# Wann kommt die RM-i Serie auf den deutschsprachigen Markt?



## lalaker (2. Juni 2015)

Ich habe die Anzeige in der aktuellen PCGH entdeckt und würde gerne wissen, ab wann man die Modelle kaufen kann.


----------



## XyZaaH (2. Juni 2015)

*AW: Wamm kommt die RM-i Serie auf den deutschsprachigen Markt?*

Solltest du nicht kaufen, ist wahrscheinlich wieder Single rail mit semipassivem Lüfter *höhö welch tolles feature* und verbuggtem Corsair link


----------



## Bluebeard (3. Juni 2015)

*AW: Wamm kommt die RM-i Serie auf den deutschsprachigen Markt?*

Hi lalaker,

die RMi Serie wird jetzt im Sommer sein. Genauere Informationen werde ich noch erhalten und gebe diese dann gerne weiter. 

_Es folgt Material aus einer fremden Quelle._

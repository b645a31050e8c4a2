use crate::formatter::Formatter;
use crate::writer::{Message, MessageWriter};
use crate::{HookError, Level, LogEntry};
use std::sync::Arc;

#[cfg(feature = "kafka-producer")]
use crate::{auth::AuthConfig, kafka::KafkaWriter, writer::WriterConfig, BuildError};

/// The contract a logging pipeline needs from a hook.
pub trait Hook: Send + Sync {
    /// Stable identifier; registries use it to reject duplicates.
    fn id(&self) -> &str;

    /// Levels this hook wants to receive. Filtering is the caller's job.
    fn levels(&self) -> &[Level];

    fn fire(&self, entry: &LogEntry) -> Result<(), HookError>;
}

/// Formats entries and publishes each one as a single message to a fixed topic.
///
/// The hook never retries or buffers: every `fire` is exactly one publish
/// attempt and its failure is returned to the caller. Call [`KafkaHook::close`]
/// during shutdown to flush in-flight messages.
#[derive(Clone)]
pub struct KafkaHook {
    id: String,
    levels: Vec<Level>,
    formatter: Arc<dyn Formatter>,
    writer: Arc<dyn MessageWriter>,
}

impl KafkaHook {
    /// Builds a hook around an existing writer.
    pub fn with_writer(
        id: impl Into<String>,
        levels: impl IntoIterator<Item = Level>,
        formatter: Arc<dyn Formatter>,
        writer: Arc<dyn MessageWriter>,
    ) -> Self {
        let mut unique: Vec<Level> = Vec::new();
        for level in levels {
            if !unique.contains(&level) {
                unique.push(level);
            }
        }
        Self { id: id.into(), levels: unique, formatter, writer }
    }

    /// Unauthenticated hook with least-bytes balancing.
    #[cfg(feature = "kafka-producer")]
    pub fn new(
        id: impl Into<String>,
        levels: impl IntoIterator<Item = Level>,
        formatter: Arc<dyn Formatter>,
        topic: impl Into<String>,
        brokers: Vec<String>,
    ) -> Result<Self, BuildError> {
        let writer = KafkaWriter::new(WriterConfig::without_auth(topic, brokers))?;
        Ok(Self::with_writer(id, levels, formatter, Arc::new(writer)))
    }

    /// SASL/TLS hook with hash balancing. PLAIN unless `auth.algorithm` is set.
    #[cfg(feature = "kafka-producer")]
    pub fn new_with_sasl_auth(
        id: impl Into<String>,
        levels: impl IntoIterator<Item = Level>,
        formatter: Arc<dyn Formatter>,
        topic: impl Into<String>,
        brokers: Vec<String>,
        auth: &AuthConfig,
    ) -> Result<Self, BuildError> {
        let config = WriterConfig::with_auth(topic, brokers, auth)?;
        let writer = KafkaWriter::new(config)?;
        Ok(Self::with_writer(id, levels, formatter, Arc::new(writer)))
    }

    pub fn writer(&self) -> &Arc<dyn MessageWriter> {
        &self.writer
    }

    pub fn topic(&self) -> &str {
        self.writer.topic()
    }

    /// Flushes and closes the writer. Must be called by the owner at shutdown.
    pub fn close(&self) -> Result<(), HookError> {
        self.writer.close()?;
        Ok(())
    }
}

impl Hook for KafkaHook {
    fn id(&self) -> &str {
        &self.id
    }

    fn levels(&self) -> &[Level] {
        &self.levels
    }

    fn fire(&self, entry: &LogEntry) -> Result<(), HookError> {
        let value = self.formatter.format(entry)?;
        self.writer.write_message(Message::new(value))?;
        Ok(())
    }
}

impl std::fmt::Debug for KafkaHook {
    fn fmt(&self, f: &mut std::fmt::Formatter<'_>) -> std::fmt::Result {
        f.debug_struct("KafkaHook")
            .field("id", &self.id)
            .field("levels", &self.levels)
            .field("topic", &self.writer.topic())
            .finish_non_exhaustive()
    }
}
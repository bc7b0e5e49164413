//! # SendLater
//!
//! Delayed webhook delivery scheduler. Callers hand in a payload and a
//! relative fire time; SendLater persists the request, waits until the time
//! arrives, POSTs the payload to its destination once, and marks the request
//! terminal. Best-effort by design: a failed delivery is recorded, never
//! retried.
//!
//! ## Design Principles
//! - SQLite persistence — scheduled events survive restarts
//! - Tokio timers only — zero overhead when idle, no queue broker
//! - The store is the single source of truth; armed timers are an advisory
//!   per-process cache that a periodic sweep rebuilds after restarts
//!
//! ## Architecture
//! ```text
//! Scheduler (facade)
//!   ├── schedule("10m", payload) → EventStore.create → arm if due soon
//!   ├── cancel(id)               → TimerIndex.disarm + EventStore.delete
//!   └── list_pending / list_all  → EventStore projections
//!
//! Sweeper (tokio interval, runs at startup + every 30min)
//!   └── EventStore.find_due_within(horizon) → arm each unseen id
//!
//! Timer fires
//!   └── Deliverer.deliver (HTTP POST) → EventStore.mark_terminal
//!                                     → TimerIndex.disarm (cache cleanup)
//! ```

pub mod config;
pub mod deliver;
pub mod duration;
pub mod error;
pub mod event;
pub mod scheduler;
pub mod store;
pub mod sweep;
pub mod timers;

pub use config::{RetryPolicy, SchedulerConfig};
pub use error::{Result, SchedulerError};
pub use event::{DeliveryOutcome, Event, EventStatus};
pub use scheduler::Scheduler;
pub use store::EventStore;
pub use sweep::run_sweeper;
pub use timers::TimerIndex;
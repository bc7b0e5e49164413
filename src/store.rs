//! SQLite-backed event store — the single durable source of truth.
//! Survives restarts; armed timers are rebuilt from it by the sweeper.

use std::path::Path;
use std::sync::Mutex;
use std::time::Duration;

use chrono::{DateTime, Utc};
use rusqlite::Connection;

use crate::error::{Result, SchedulerError};
use crate::event::{DeliveryOutcome, Event, EventStatus};

/// Durable store for scheduled deliveries.
pub struct EventStore {
    conn: Mutex<Connection>,
}

impl EventStore {
    /// Open or create the event database.
    pub fn open(path: &Path) -> Result<Self> {
        if let Some(parent) = path.parent() {
            std::fs::create_dir_all(parent)
                .map_err(|e| SchedulerError::Persistence(format!("create store dir: {e}")))?;
        }
        let conn = Connection::open(path)?;
        Self::migrate(&conn)?;
        Ok(Self {
            conn: Mutex::new(conn),
        })
    }

    /// In-memory store, handy for embedding tests.
    pub fn open_in_memory() -> Result<Self> {
        let conn = Connection::open_in_memory()?;
        Self::migrate(&conn)?;
        Ok(Self {
            conn: Mutex::new(conn),
        })
    }

    fn migrate(conn: &Connection) -> Result<()> {
        conn.execute_batch(
            "
            CREATE TABLE IF NOT EXISTS events (
                id INTEGER PRIMARY KEY AUTOINCREMENT,
                payload TEXT NOT NULL,
                destination TEXT NOT NULL,
                fire_at TEXT NOT NULL,
                status TEXT NOT NULL DEFAULT 'pending',
                created_at TEXT NOT NULL
            );

            CREATE INDEX IF NOT EXISTS idx_events_due ON events(status, fire_at);
            ",
        )?;
        Ok(())
    }

    fn lock(&self) -> Result<std::sync::MutexGuard<'_, Connection>> {
        self.conn
            .lock()
            .map_err(|e| SchedulerError::Persistence(format!("store mutex poisoned: {e}")))
    }

    /// Insert a new pending event and return it with its assigned id.
    pub fn create(&self, payload: &str, destination: &str, fire_at: DateTime<Utc>) -> Result<Event> {
        let created_at = Utc::now();
        let conn = self.lock()?;
        conn.execute(
            "INSERT INTO events (payload, destination, fire_at, status, created_at)
             VALUES (?1, ?2, ?3, 'pending', ?4)",
            rusqlite::params![
                payload,
                destination,
                fire_at.to_rfc3339(),
                created_at.to_rfc3339(),
            ],
        )?;
        Ok(Event {
            id: conn.last_insert_rowid(),
            payload: payload.to_string(),
            destination: destination.to_string(),
            fire_at,
            status: EventStatus::Pending,
            created_at,
        })
    }

    /// Delete an event. `NotFound` if no row had this id.
    pub fn delete(&self, id: i64) -> Result<()> {
        let rows = self
            .lock()?
            .execute("DELETE FROM events WHERE id = ?1", [id])?;
        if rows == 0 {
            return Err(SchedulerError::NotFound(id));
        }
        Ok(())
    }

    /// Pending events with `fire_at` in `[now, now + horizon]`.
    /// Ordering is unspecified; callers must not depend on it.
    pub fn find_due_within(&self, now: DateTime<Utc>, horizon: Duration) -> Result<Vec<Event>> {
        let until = now
            + chrono::Duration::from_std(horizon)
                .map_err(|e| SchedulerError::Persistence(format!("horizon out of range: {e}")))?;
        let conn = self.lock()?;
        let mut stmt = conn.prepare(
            "SELECT id, payload, destination, fire_at, status, created_at FROM events
             WHERE status = 'pending' AND fire_at >= ?1 AND fire_at <= ?2",
        )?;
        let rows = stmt.query_map(
            rusqlite::params![now.to_rfc3339(), until.to_rfc3339()],
            row_to_event,
        )?;
        Ok(rows.collect::<rusqlite::Result<Vec<_>>>()?)
    }

    /// Every event, terminal or not, for listing/audit.
    pub fn find_all(&self) -> Result<Vec<Event>> {
        let conn = self.lock()?;
        let mut stmt = conn.prepare(
            "SELECT id, payload, destination, fire_at, status, created_at FROM events
             ORDER BY fire_at",
        )?;
        let rows = stmt.query_map([], row_to_event)?;
        Ok(rows.collect::<rusqlite::Result<Vec<_>>>()?)
    }

    /// Pending events only.
    pub fn find_pending(&self) -> Result<Vec<Event>> {
        let conn = self.lock()?;
        let mut stmt = conn.prepare(
            "SELECT id, payload, destination, fire_at, status, created_at FROM events
             WHERE status = 'pending' ORDER BY fire_at",
        )?;
        let rows = stmt.query_map([], row_to_event)?;
        Ok(rows.collect::<rusqlite::Result<Vec<_>>>()?)
    }

    /// Record the outcome of a delivery attempt. Idempotent: the update is
    /// guarded on the event still being pending, so marking an
    /// already-terminal event keeps the first outcome and returns Ok.
    /// Duplicate attempts (timer-vs-cancel races) are therefore harmless.
    pub fn mark_terminal(&self, id: i64, outcome: DeliveryOutcome) -> Result<()> {
        let conn = self.lock()?;
        let rows = conn.execute(
            "UPDATE events SET status = ?1 WHERE id = ?2 AND status = 'pending'",
            rusqlite::params![EventStatus::from(outcome).as_str(), id],
        )?;
        if rows == 0 {
            let exists: i64 =
                conn.query_row("SELECT COUNT(*) FROM events WHERE id = ?1", [id], |r| {
                    r.get(0)
                })?;
            if exists == 0 {
                return Err(SchedulerError::NotFound(id));
            }
        }
        Ok(())
    }
}

fn row_to_event(row: &rusqlite::Row<'_>) -> rusqlite::Result<Event> {
    let fire_at_str: String = row.get(3)?;
    let status_str: String = row.get(4)?;
    let created_at_str: String = row.get(5)?;
    Ok(Event {
        id: row.get(0)?,
        payload: row.get(1)?,
        destination: row.get(2)?,
        fire_at: parse_ts(3, &fire_at_str)?,
        status: EventStatus::parse(&status_str),
        created_at: parse_ts(5, &created_at_str)?,
    })
}

fn parse_ts(col: usize, s: &str) -> rusqlite::Result<DateTime<Utc>> {
    DateTime::parse_from_rfc3339(s)
        .map(|d| d.with_timezone(&Utc))
        .map_err(|e| {
            rusqlite::Error::FromSqlConversionFailure(col, rusqlite::types::Type::Text, Box::new(e))
        })
}

#[cfg(test)]
mod tests {
    use super::*;

    fn store() -> EventStore {
        EventStore::open_in_memory().unwrap()
    }

    fn fire_in(secs: i64) -> DateTime<Utc> {
        Utc::now() + chrono::Duration::seconds(secs)
    }

    #[test]
    fn create_assigns_monotonic_ids() {
        let store = store();
        let a = store
            .create("{}", "https://example.com/a", fire_in(60))
            .unwrap();
        let b = store
            .create("{}", "https://example.com/b", fire_in(60))
            .unwrap();
        assert!(b.id > a.id);
        assert_eq!(a.status, EventStatus::Pending);
        assert_eq!(store.find_all().unwrap().len(), 2);
    }

    #[test]
    fn delete_unknown_is_not_found() {
        let store = store();
        assert!(matches!(
            store.delete(99).unwrap_err(),
            SchedulerError::NotFound(99)
        ));

        let e = store.create("{}", "https://example.com", fire_in(60)).unwrap();
        store.delete(e.id).unwrap();
        assert!(store.find_all().unwrap().is_empty());
    }

    #[test]
    fn due_window_bounds() {
        let store = store();
        let soon = store.create("{}", "https://example.com", fire_in(60)).unwrap();
        let far = store
            .create("{}", "https://example.com", fire_in(7200))
            .unwrap();

        let due = store
            .find_due_within(Utc::now(), Duration::from_secs(1800))
            .unwrap();
        let ids: Vec<i64> = due.iter().map(|e| e.id).collect();
        assert!(ids.contains(&soon.id));
        assert!(!ids.contains(&far.id));
    }

    #[test]
    fn due_window_excludes_terminal() {
        let store = store();
        let e = store.create("{}", "https://example.com", fire_in(60)).unwrap();
        store.mark_terminal(e.id, DeliveryOutcome::Failed).unwrap();

        let due = store
            .find_due_within(Utc::now(), Duration::from_secs(1800))
            .unwrap();
        assert!(due.is_empty());
        assert!(store.find_pending().unwrap().is_empty());
        assert_eq!(store.find_all().unwrap().len(), 1);
    }

    #[test]
    fn mark_terminal_is_idempotent() {
        let store = store();
        let e = store.create("{}", "https://example.com", fire_in(60)).unwrap();

        store.mark_terminal(e.id, DeliveryOutcome::Delivered).unwrap();
        // Second mark with a different outcome is a no-op, not an error.
        store.mark_terminal(e.id, DeliveryOutcome::Failed).unwrap();

        let all = store.find_all().unwrap();
        assert_eq!(all[0].status, EventStatus::Delivered);
    }

    #[test]
    fn mark_terminal_unknown_is_not_found() {
        let store = store();
        assert!(matches!(
            store.mark_terminal(42, DeliveryOutcome::Delivered).unwrap_err(),
            SchedulerError::NotFound(42)
        ));
    }

    #[test]
    fn timestamps_round_trip() {
        let store = store();
        let fire_at = fire_in(90);
        let e = store.create("{}", "https://example.com", fire_at).unwrap();
        let loaded = &store.find_all().unwrap()[0];
        assert_eq!(loaded.id, e.id);
        assert!((loaded.fire_at - fire_at).num_milliseconds().abs() < 1000);
    }
}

Vielen Dank für deinen super aussagekräftigen Post XyZaaH. 

Gerne fasse ich hier die Hauptfeatures der RMi Serie auch für dich zusammen:



80 PLUS GOLD
100% japanische 105°C Kondensatoren
Zero-RPM 135mm FDB Lüfter mit der Option diesen auch ständig mitlaufen zu lassen wenn man es denn möchte
+12V Multi-Rail ab Werk mit der Option auf +12V Single-Rail umzuschalten
Überwachung sowie Lüftersteuerung und +12V Konfiguration via Corsair Link Digital inklusive (sicherlich gibt es hier und da Bugs in der Software, ist halt Software... Mit 3.1.5570 solltet ihr absolut keine Probleme haben dieses und die anderen Netzteile anzusteuern! Bei Bedarf, gerne hier im Forum Fragen)
Sämtliche Sicherheitsfeatures natürlich inklusive
Ausgelegt für bis zu 50°C Betriebstemperatur
7 Jahre Garantie

Ich bin schon sehr gespannt auf die Reviews. 

Grüße


----------



## Threshold (3. Juni 2015)

Ist der Lüfter zufällig von Hong Hua?


----------



## Bluebeard (3. Juni 2015)

Es kommt der Corsair NR135P zum Einsatz. Auch zu finden im HXi.


----------



## B-A-N-G-E-R (3. Juni 2015)

Hab heute das HX750i eingebaut und muss sagen die Software läuft ohne Probleme, so wie der rest auch


----------